如何在 CORS 中指定多个域名？

通过动态设置 `Access-Control-Allow-Origin` 实现支持多个域名的 CORS 配置。

浏览器机制中等 CORS 跨域 HTTP

在 HTTP 协议下的 CORS（跨源资源共享）机制中，浏览器限制了 Access-Control-Allow-Origin 头部只能接受单一值（一个特定域名或通配符 *）；若要支持多个域名，不能简单通过逗号分隔或重复头部的方式来配置这些值，因为这违反了规范并会引发错误。解决方案的核心是在服务端根据请求中的 Origin 头值来动态设置响应头，具体步骤如下：

初始化允许域名清单：在服务端定义一个白名单列表，存放所有被允许的域名。
检查请求 Origin 值：当浏览器发送跨域请求时，会在标头中携带 Origin 值。
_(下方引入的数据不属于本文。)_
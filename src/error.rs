// splitpay/src/error.rs
// Error taxonomy shared by the gateways, orchestrator and webhook reconciler

use axum::{
    http::StatusCode,
    response::{IntoResponse, Response},
    Json,
};
use thiserror::Error;

use crate::store::StoreError;

#[derive(Error, Debug)]
pub enum SplitError {
    /// Missing or incomplete secrets for an adapter
    #[error("Configuration error: {0}")]
    Configuration(String),

    /// The PKCS#12 bundle could not be decoded or holds no usable key
    #[error("Certificate error: {0}")]
    Certificate(String),

    /// Producer holds a credential, but it is expired, revoked or rejected
    #[error("Credential invalid: {0}")]
    CredentialInvalid(String),

    #[error("Producer {producer_id} is not connected to the {gateway} gateway")]
    GatewayNotConnected { producer_id: String, gateway: String },

    /// Gateway rejected client credentials or an authorization code
    #[error("Authentication error: {0}")]
    Auth(String),

    /// Non-2xx response from a charge, preference or lookup call
    #[error("Gateway error ({status}): {message}")]
    Gateway { status: u16, message: String },

    #[error("Transport error: {0}")]
    Network(String),

    #[error("Producer not found: {0}")]
    ProducerNotFound(String),

    #[error("Product not found: {0}")]
    ProductNotFound(String),

    #[error("Producer {0} cannot receive payments in its current status")]
    ProducerUnavailable(String),

    #[error("Payment not found: {0}")]
    PaymentNotFound(String),

    #[error("Invalid amount: {0}")]
    InvalidAmount(String),

    #[error("Invalid request: {0}")]
    InvalidRequest(String),

    /// A local write failed; when this follows a live charge, money has moved
    #[error("Persistence error: {0}")]
    Persistence(String),
}

impl SplitError {
    pub fn gateway_not_connected(producer_id: impl ToString, gateway: impl ToString) -> Self {
        SplitError::GatewayNotConnected {
            producer_id: producer_id.to_string(),
            gateway: gateway.to_string(),
        }
    }

    pub fn status_code(&self) -> StatusCode {
        match self {
            SplitError::Configuration(_) | SplitError::Certificate(_) => {
                StatusCode::SERVICE_UNAVAILABLE
            }
            SplitError::CredentialInvalid(_) => StatusCode::UNAUTHORIZED,
            SplitError::GatewayNotConnected { .. } | SplitError::ProducerUnavailable(_) => {
                StatusCode::PRECONDITION_FAILED
            }
            SplitError::Auth(_) => StatusCode::UNAUTHORIZED,
            SplitError::Gateway { .. } | SplitError::Network(_) => StatusCode::BAD_GATEWAY,
            SplitError::ProducerNotFound(_)
            | SplitError::ProductNotFound(_)
            | SplitError::PaymentNotFound(_) => StatusCode::NOT_FOUND,
            SplitError::InvalidAmount(_) | SplitError::InvalidRequest(_) => {
                StatusCode::BAD_REQUEST
            }
            SplitError::Persistence(_) => StatusCode::INTERNAL_SERVER_ERROR,
        }
    }

    /// Message safe to show at checkout; configuration and storage details stay in the logs
    pub fn user_message(&self) -> String {
        match self {
            SplitError::Configuration(_) | SplitError::Certificate(_) => {
                "Payment gateway is not available".to_string()
            }
            SplitError::Persistence(_) => "Internal server error".to_string(),
            SplitError::Network(_) => "Payment gateway could not be reached".to_string(),
            other => other.to_string(),
        }
    }

    /// Configuration-class errors are never worth retrying
    pub fn is_retryable(&self) -> bool {
        matches!(self, SplitError::Network(_) | SplitError::Gateway { status: 500.., .. })
    }
}

impl From<reqwest::Error> for SplitError {
    fn from(err: reqwest::Error) -> Self {
        SplitError::Network(err.to_string())
    }
}

impl From<StoreError> for SplitError {
    fn from(err: StoreError) -> Self {
        SplitError::Persistence(err.to_string())
    }
}

impl IntoResponse for SplitError {
    fn into_response(self) -> Response {
        match &self {
            SplitError::Persistence(_) | SplitError::Configuration(_) | SplitError::Certificate(_) => {
                tracing::error!("Service error: {}", self);
            }
            SplitError::Gateway { .. } | SplitError::Network(_) | SplitError::Auth(_) => {
                tracing::warn!("Gateway failure: {}", self);
            }
            _ => {
                tracing::debug!("Client error: {}", self);
            }
        }

        let body = serde_json::json!({
            "error": self.user_message(),
            "success": false,
        });
        (self.status_code(), Json(body)).into_response()
    }
}

pub type Result<T> = std::result::Result<T, SplitError>;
您的后端代码需要：
- 读取该值（例如，从 HTTP header 中获取）。
- 检查其是否在允许的域名列表中。
动态设置 Access-Control-Allow-Origin：
- 如果检测到 Origin 与白名单匹配，则设置 Access-Control-Allow-Origin: [具体域名]，其中 [具体域名] 直接引用请求中 Origin 的值以保证精确匹配。
- 其他匹配选项例如 Access-Control-Allow-Credentials: true 用于支持 Cookie。
- 对于无效或不属白名单的请求，设置默认/禁用策略处理如 HTTP 403 Forbidden。

示例代码（使用 Node.js with Express）：

const express = require('express');
const app = express();

// 允许的域名列表
const allowedOrigins = [
  "http://localhost:3000", 
  "https://example.com",
  "https://another-domain.com"
];

// CORS 中间件动态设置标头
app.use((req, res, next) => {
  const origin = req.headers.origin;
  // 检查是否在允许列表内
  if (allowedOrigins.indexOf(origin) > -1) {
    res.header('Access-Control-Allow-Origin', origin); //动态配置域名
    res.header('Access-Control-Allow-Methods', 'GET, POST, OPTIONS');
    res.header('Access-Control-Allow-Headers', 'Content-Type, Authorization');
    res.header('Access-Control-Allow-Credentials', true); //若有cookie时
  } 
  next();
});

app.get('/api/resource', (req, res) => {
  //后端执行逻辑
});
app.listen(8000);

常见框架实现简例：

如采用 Spring Framework，可用 .addAllowedOrigin 方法循环加域名，或类似工具。
Nginx 服务亦可反向代理设定逻辑来处理这一模式。注意此种方案兼容使用凭证（Credentials）情景。